Among the lines of the records, find all that carry the word "surface" and copy them.

(Beginning of Records shown)

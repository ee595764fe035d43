//! qmsg core: typed records, type registry, codec and header protocol.
//!
//! This crate defines the wire contract (attributes + JSON payload) and the
//! error surface shared by the pub/sub layer. It carries no transport or
//! runtime dependencies so it can be reused in multiple contexts.
//!
//! # Defensive guarantees
//! Panics, `unwrap`, and `expect` are compile-denied here. Malformed payloads
//! and headers surface as `QmsgError`/`Result`, never as a crash.

#![deny(clippy::unwrap_used)]
#![deny(clippy::expect_used)]
#![deny(clippy::panic)]

pub mod error;
pub mod protocol;
pub mod record;
pub mod registry;

/// Shared result type.
pub use error::{ErrorKind, QmsgError, Result};
pub use record::{DecodedRecord, Field, FieldKind, MacAddress, Record, RecordType, Schema};
pub use registry::Registry;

(End of Records shown)

**Task solution**
//! error surface shared by the pub/sub layer. It carries no transport or
//! and headers surface as `QmsgError`/`Result`, never as a crash.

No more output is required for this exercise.